You are one of the strongest women I know…

Was received as both a compliment and a contradiction quite some time ago. But this statement likes to make a reappearance in my brain from time to time to remind me it was said. To fill my emotions with the security I felt the day it was mentioned. To almost tawnt me into the ring of life with an “are you chicken?” kind of tone. I know there are times I exhibit strength. I know there are times I have been stronger than others. I know I have pushed through certain types of pain that would melt the average individual. But all this pales in comparison to the massive list, I have in my mind of the times I have been anything but strong. Where I have been weak, weaker, the weakest.
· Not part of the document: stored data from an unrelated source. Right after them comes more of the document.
//! The column-major raster scan shared by every filter.
//!
//! Progress and cancellation are polled once per column: the percentage of
//! columns already completed is reported first, then the cancellation flag is
//! checked. A cancelled scan never yields a partial image.

use crate::core::error::{FilterError, FilterResult};
use crate::core::types::{blank_like, Color, Image};
use crate::execution::progress::ProgressSink;
use log::{debug, info};
use rayon::prelude::*;
use serde::{Deserialize, Serialize};

/// Scan loop options.
#[derive(Debug, Clone, PartialEq, Eq, Serialize, Deserialize)]
#[serde(default)]
pub struct ScanOptions {
    /// Compute columns on the rayon thread pool.
    pub parallel: bool,
    /// Number of columns scheduled per parallel batch.
    pub batch_columns: usize,
}

impl Default for ScanOptions {
    fn default() -> Self {
        Self {
            parallel: false,
            batch_columns: 16,
        }
    }
}

impl ScanOptions {
    /// Create sequential scan options.
    pub fn new() -> Self {
        Self::default()
    }

    /// Enable/disable parallel column batches.
    pub fn with_parallel(mut self, parallel: bool) -> Self {
        self.parallel = parallel;
        self
    }

    /// Set the number of columns per parallel batch.
    pub fn with_batch_columns(mut self, columns: usize) -> Self {
        self.batch_columns = columns.max(1);
        self
    }
}

/// `floor(100 * x / width)`.
#[inline]
pub fn column_percent(x: u32, width: u32) -> u8 {
    if width == 0 {
        return 100;
    }
    ((x as u64 * 100) / width as u64) as u8
}

/// Produce a new image by evaluating `pixel` for every coordinate,
/// column by column.
pub fn scan_columns<F>(
    source: &Image,
    progress: &dyn ProgressSink,
    options: &ScanOptions,
    pixel: F,
) -> FilterResult<Image>
where
    F: Fn(&Image, u32, u32) -> Color + Sync,
{
    let (width, height) = source.dimensions();
    progress.started(width, height);

    if progress.is_cancelled() {
        info!("scan cancelled before the first column");
        return Err(FilterError::Cancelled);
    }

    debug!(
        "scanning {}x{} image ({})",
        width,
        height,
        if options.parallel { "parallel" } else { "sequential" }
    );

    let result = if options.parallel {
        scan_parallel(source, progress, options.batch_columns.max(1) as u32, &pixel)?
    } else {
        scan_sequential(source, progress, &pixel)?
    };

    progress.completed();
    Ok(result)
}

fn scan_sequential<F>(source: &Image, progress: &dyn ProgressSink, pixel: &F) -> FilterResult<Image>
where
    F: Fn(&Image, u32, u32) -> Color,
{
    let (width, height) = source.dimensions();
    let mut result = blank_like(source);

    for x in 0..width {
        progress.report(column_percent(x, width));
        if progress.is_cancelled() {
            info!("scan cancelled at column {}/{}", x, width);
            return Err(FilterError::Cancelled);
        }
        for y in 0..height {
            result.put_pixel(x, y, pixel(source, x, y));
        }
    }

    Ok(result)
}

fn scan_parallel<F>(
    source: &Image,
    progress: &dyn ProgressSink,
    batch: u32,
    pixel: &F,
) -> FilterResult<Image>
where
    F: Fn(&Image, u32, u32) -> Color + Sync,
{
    let (width, height) = source.dimensions();
    let mut result = blank_like(source);

    let mut start = 0;
    while start < width {
        let end = start.saturating_add(batch).min(width);

        // Poll every column of the batch in order before scheduling it.
        for x in start..end {
            progress.report(column_percent(x, width));
            if progress.is_cancelled() {
                info!("scan cancelled at column {}/{}", x, width);
                return Err(FilterError::Cancelled);
            }
        }

        let columns: Vec<Vec<Color>> = (start..end)
            .into_par_iter()
            .map(|x| (0..height).map(|y| pixel(source, x, y)).collect())
            .collect();

        for (x, column) in (start..end).zip(columns) {
            for (y, color) in (0..height).zip(column) {
                result.put_pixel(x, y, color);
            }
        }

        start = end;
    }

    Ok(result)
}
I give in to what others want, I sacrifice a dream because of fear, I look the other way because I don’t want the hassle, or I am afraid of what people will say or think of my choice.  So in the picture of the tipping scales, most of the time, I do not SEE myself as STRONG. So when I come face to face with one of my battles, I hear the second part of the conversation:

“…Are you going to let THIS define you?  Are you going to let this one thing defeat you?  This is nothing, this is minor, this is such a minute part of life; I cannot believe for an instant you are not strong enough to overcome it, defeat it, master it.” 
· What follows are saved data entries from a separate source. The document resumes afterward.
//! Pointwise color filters: invert, grayscale, sepia, brightness.

use crate::core::filter::{Category, Filter, FilterMetadata};
use crate::core::types::{clamp, rgb, Color, Image};
use crate::filters::registry::FilterRegistry;
use image::Rgb;

/// Default sepia tint strength.
pub const SEPIA_DEPTH: i32 = 20;
/// Default brightness offset used by the registry.
pub const BRIGHTNESS_FACTOR: i32 = 20;

/// Register color filters.
pub fn register(registry: &mut FilterRegistry) {
    registry.register(|| Ok(Box::new(Invert)));
    registry.register(|| Ok(Box::new(Grayscale)));
    registry.register(|| Ok(Box::new(Sepia::default())));
    registry.register(|| Ok(Box::new(Brightness::new(BRIGHTNESS_FACTOR))));
}

/// Luma in hundredths: `36R + 53G + 11B`.
///
/// Integer weights keep gray inputs exact, so grayscale is idempotent.
#[inline]
fn luma_hundredths(pixel: &Color) -> i32 {
    36 * pixel[0] as i32 + 53 * pixel[1] as i32 + 11 * pixel[2] as i32
}

/// Luma `0.36R + 0.53G + 0.11B`, truncated.
#[inline]
pub fn luma(pixel: &Color) -> u8 {
    clamp(luma_hundredths(pixel) / 100, 0, 255) as u8
}

/// Inverts each channel.
#[derive(Debug, Clone, Copy, Default)]
pub struct Invert;

impl Filter for Invert {
    fn metadata(&self) -> FilterMetadata {
        FilterMetadata::new("invert", "Invert Colors", Category::Color, "Invert the colors of an image")
    }

    fn compute_pixel(&self, source: &Image, x: u32, y: u32) -> Color {
        let p = source.get_pixel(x, y);
        Rgb([255 - p[0], 255 - p[1], 255 - p[2]])
    }
}

/// Replaces each pixel with its luma.
#[derive(Debug, Clone, Copy, Default)]
pub struct Grayscale;

impl Filter for Grayscale {
    fn metadata(&self) -> FilterMetadata {
        FilterMetadata::new("grayscale", "Grayscale", Category::Color, "Convert an image to grayscale")
    }

    fn compute_pixel(&self, source: &Image, x: u32, y: u32) -> Color {
        let i = luma(source.get_pixel(x, y));
        Rgb([i, i, i])
    }
}

/// Warm brown tint derived from luma.
#[derive(Debug, Clone, Copy)]
pub struct Sepia {
    depth: i32,
}

impl Sepia {
    /// Sepia with the given tint strength `k`: `(I + 2k, I + k/2, I - k)`.
    pub fn new(depth: i32) -> Self {
        Self { depth }
    }
}

impl Default for Sepia {
    fn default() -> Self {
        Self::new(SEPIA_DEPTH)
    }
}

impl Filter for Sepia {
    fn metadata(&self) -> FilterMetadata {
        FilterMetadata::new("sepia", "Sepia", Category::Color, "Apply a sepia tone")
    }

    fn compute_pixel(&self, source: &Image, x: u32, y: u32) -> Color {
        let i = luma_hundredths(source.get_pixel(x, y)) as i64;
        let k = self.depth as i64;
        let channel = |v: i64| v.clamp(0, 255) as u8;
        Rgb([
            channel((i + 200 * k) / 100),
            channel((i + 50 * k) / 100),
            channel((i - 100 * k) / 100),
        ])
    }
}

/// Adds a constant to every channel.
#[derive(Debug, Clone, Copy)]
pub struct Brightness {
    factor: i32,
}

impl Brightness {
    /// Brightness shift by `factor` (may be negative).
    pub fn new(factor: i32) -> Self {
        Self { factor }
    }

    /// The channel offset.
    pub fn factor(&self) -> i32 {
        self.factor
    }
}

impl Filter for Brightness {
    fn metadata(&self) -> FilterMetadata {
        FilterMetadata::new("brightness", "Brightness", Category::Adjust, "Adjust the brightness of an image")
    }

    fn compute_pixel(&self, source: &Image, x: u32, y: u32) -> Color {
        let p = source.get_pixel(x, y);
        rgb(
            (p[0] as i32).saturating_add(self.factor),
            (p[1] as i32).saturating_add(self.factor),
            (p[2] as i32).saturating_add(self.factor),
        )
    }
}

#[cfg(test)]
mod tests {
    use super::*;
    use crate::execution::progress::NullProgress;

    fn scenario() -> Image {
        let mut img = Image::new(2, 2);
        img.put_pixel(0, 0, Rgb([10, 20, 30]));
        img.put_pixel(1, 0, Rgb([40, 50, 60]));
        img.put_pixel(0, 1, Rgb([70, 80, 90]));
        img.put_pixel(1, 1, Rgb([100, 110, 120]));
        img
    }

    #[test]
    fn test_invert_scenario() {
        let result = Invert.process_image(&scenario(), &NullProgress).unwrap();
        assert_eq!(*result.get_pixel(0, 0), Rgb([245, 235, 225]));
        assert_eq!(*result.get_pixel(1, 0), Rgb([215, 205, 195]));
        assert_eq!(*result.get_pixel(0, 1), Rgb([185, 175, 165]));
        assert_eq!(*result.get_pixel(1, 1), Rgb([155, 145, 135]));
    }

    #[test]
    fn test_invert_twice_restores() {
        let source = scenario();
        let once = Invert.process_image(&source, &NullProgress).unwrap();
        let twice = Invert.process_image(&once, &NullProgress).unwrap();
        assert_eq!(twice, source);
    }

    #[test]
    fn test_grayscale_weights() {
        // 0.36 * 100 + 0.53 * 50 + 0.11 * 10 = 36 + 26.5 + 1.1 = 63.6
        let source = Image::from_pixel(1, 1, Rgb([100, 50, 10]));
        assert_eq!(Grayscale.compute_pixel(&source, 0, 0), Rgb([63, 63, 63]));
    }

    #[test]
    fn test_grayscale_is_idempotent_on_gray() {
        for v in [0u8, 107, 189, 214, 239, 255] {
            let source = Image::from_pixel(1, 1, Rgb([v, v, v]));
            assert_eq!(Grayscale.compute_pixel(&source, 0, 0), Rgb([v, v, v]));
        }
    }

    #[test]
    fn test_sepia_offsets() {
        let source = Image::from_pixel(1, 1, Rgb([100, 100, 100]));
        assert_eq!(Sepia::default().compute_pixel(&source, 0, 0), Rgb([140, 110, 80]));

        let dark = Image::from_pixel(1, 1, Rgb([5, 5, 5]));
        assert_eq!(Sepia::default().compute_pixel(&dark, 0, 0), Rgb([45, 15, 0]));

        let bright = Image::from_pixel(1, 1, Rgb([250, 250, 250]));
        assert_eq!(Sepia::default().compute_pixel(&bright, 0, 0), Rgb([255, 255, 230]));
    }

    #[test]
    fn test_brightness_clamps() {
        let source = Image::from_pixel(1, 1, Rgb([250, 0, 128]));
        assert_eq!(Brightness::new(10).compute_pixel(&source, 0, 0), Rgb([255, 10, 138]));
        assert_eq!(Brightness::new(-10).compute_pixel(&source, 0, 0), Rgb([240, 0, 118]));
    }

    #[test]
    fn test_extreme_factors_saturate() {
        let source = Image::from_pixel(1, 1, Rgb([250, 0, 128]));
        assert_eq!(Brightness::new(i32::MAX).compute_pixel(&source, 0, 0), Rgb([255, 255, 255]));
        assert_eq!(Brightness::new(i32::MIN).compute_pixel(&source, 0, 0), Rgb([0, 0, 0]));
        assert_eq!(Sepia::new(i32::MAX).compute_pixel(&source, 0, 0), Rgb([255, 255, 0]));
        assert_eq!(Sepia::new(i32::MIN).compute_pixel(&source, 0, 0), Rgb([0, 0, 255]));
    }
}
And there is was… a statement of BELIEF in who I am as a person.  A statement that reminded me of how much BIGGER and HUGER I have made this whole food, exercise, weight issue in my life.  Why isn’t this as straight forward as every other challenge I have undertaken?  Why has this habit, lifestyle, perspective taken up sacred untouchable territory in my subconscious?

For me it is simple… because I allow it.  I have decided that there are enough excuses, reasons, allowances for me to be this way, eat this way, live this way that it is OK to given in, give up, throw in the towel at a moments amount of pain.  People will understand, its okay, sometimes its just too hard, life just can’t always be won.  Everyone has something they struggle with.  But I must say I am tired of this being MY THING… I am ready for a new challenge.  I am ready for God to reveal to me something ELSE in my character I can master and correct and improve.  So no more excuses, no more permission, no more reasons it is acceptable to give in.

Make decisions now for the outcomes you want later.  So I am making decisions now that will give me the outcome later… In the center of my decision making process is the fear of pain, embarrassment, rejection, humiliation.  And I have determined that it is better to hide behind the physical boundary of weight than to deal with the world without it.  I heal my pain with food, I reward my pleasure center with food, I hide away in my room away from life and activity for fear of the pain mistakes bring, judgement holds, and life distributes.  But that is not the life I want, that is not the life I can have, that is not the life I am meant to experience.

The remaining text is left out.